«Mon Dieu, pensait-il peu de moments après, pardonnez-moi ces mouvements de dépit que je ne puis réprimer. Vous savez pourtant que mon cœur est plein d'amour, et qu'il ne demande qu'à respecter et à chérir ce père qui prend à tâche de refouler tous ses élans et de glacer toutes ses tendresses.»
Soit hésitation, soit prudence, il fit un assez long détour avant de se diriger sur Châteaubrun; et quand, du haut d'une colline, il se vit très-éloigné des ruines qui se dessinaient à l'horizon, il sentit un si vif regret du temps perdu, qu'il mit les éperons dans le ventre de son cheval pour y arriver plus vite.
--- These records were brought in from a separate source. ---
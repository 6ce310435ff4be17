use crate::{
    control_flow::{ICFGEdge, ICFG},
    data_flow::{check_lattice_laws, JoinLattice},
    error::{SolverError, SolverResult},
};
use log::{debug, info, trace, warn};
use rustc_hash::{FxHashMap, FxHashSet};
use std::collections::VecDeque;
use std::marker::PhantomData;
use std::time::Instant;

use super::{
    is_upper_bound,
    results::{ExplodedEdgeKind, RawExplodedEdge, ResultTable},
    tables::{EndSummaryTable, FactId, FactInterner, IncomingTable, JumpFunctionTable, NeighborTable, PathEdge},
    AnalysisDomain, BinaryDomain, CancellationToken, EdgeFunction, Func, IDEProblem, IFDSProblem, IFDSToIDE, Inst,
    SolverConfig, SolverStatistics, SolverStatus, StopReason, WorklistOrder,
};

type Value<Domain> = <Domain as AnalysisDomain>::ConcreteValue;

/// Values per node and fact, filled by the value phase.
pub(crate) type ValueTable<Domain> = FxHashMap<Inst<Domain>, FxHashMap<FactId, Value<Domain>>>;

/// Tabulation solver for IDE problems.
///
/// Phase 1 builds jump functions `<d1 @ start(p)> -> <d2 @ n>` until the
/// worklist is exhausted, reusing procedure summaries at every call site that
/// enters a callee with an already analyzed fact. Phase 2 turns the jump
/// functions into values: first at start points and call sites by following
/// calls from the seeds, then everywhere else by evaluating the jump function
/// of each node against the value at its start point.
///
/// A solver runs once; [`IDESolver::solve`] consumes it.
pub struct IDESolver<'a, Domain, Problem, Graph>
where
    Domain: AnalysisDomain,
    Problem: IDEProblem<Domain>,
    Graph: ICFG<Domain::IR>,
{
    problem: &'a Problem,
    icfg: &'a Graph,
    config: SolverConfig,
    cancellation: CancellationToken,

    facts: FactInterner<Domain::FlowFact>,
    zero: FactId,
    jump_functions: JumpFunctionTable<Inst<Domain>, Problem::Weight>,
    incoming: IncomingTable<Inst<Domain>>,
    end_summaries: EndSummaryTable<Func<Domain>, Inst<Domain>, Problem::Weight>,
    call_flows: FxHashMap<(Inst<Domain>, Func<Domain>, FactId), Vec<(FactId, Problem::Weight)>>,
    known_callees: FxHashMap<Inst<Domain>, FxHashSet<Func<Domain>>>,
    call_path_edges: FxHashMap<Inst<Domain>, FxHashSet<(FactId, FactId)>>,
    worklist: VecDeque<PathEdge<Inst<Domain>>>,
    seeds: Vec<(Inst<Domain>, FactId, Value<Domain>)>,
    lattice_samples: Vec<Value<Domain>>,
    neighbors: NeighborTable,
    exploded_edges: Vec<RawExplodedEdge<Inst<Domain>>>,
    statistics: SolverStatistics,
    seen_revision: u64,
}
Il y arriva en effet du côté de la Creuse en moins d'une demi-heure, presque à vol d'oiseau, après avoir mis cent fois sa vie en péril à franchir les fossés et à galoper sur le bord des précipices. Un désir violent, dont il ne voulait pourtant pas se rendre compte, lui donnait des ailes.
«Je ne l'aime pas, se disait-il, je la connais à peine, je ne peux pas l'aimer! D'ailleurs, je l'aimerais en vain! Ce n'est pas elle qui m'attire plus que son excellent père, son château romantique, son entourage de repos, de bonheur et d'insouciance; j'ai besoin de voir des gens heureux pour oublier que je ne le suis pas, que je ne le serai jamais!»
Il rencontra Sylvain Charasson, occupé à tendre une vergée dans la Creuse.
L'enfant courut vers lui d'un air joyeux et empressé:
«Vous ne trouverez pas M. Antoine, lui dit-il; il est allé vendre six moutons à la foire; mais mademoiselle Janille est à la maison, et mademoiselle Gilberte aussi.
—Crois-tu que je ne les dérangerai pas?
—Oh! du tout, du tout, monsieur Émile; elles seront bien contentes de vous voir, car elles parlent bien souvent de vous à dîner avec M. Antoine. Elles disent qu'elles font grand cas de vous.
—Prends donc mon cheval, dit Émile: j'irai plus vite à pied.
—Oui, oui, reprit l'enfant. Tenez, là, derrière l'ancienne terrasse. Vous attraperez la brèche, vous sauterez un peu, et vous serez dans la cour. C'est le chemin au Jean.»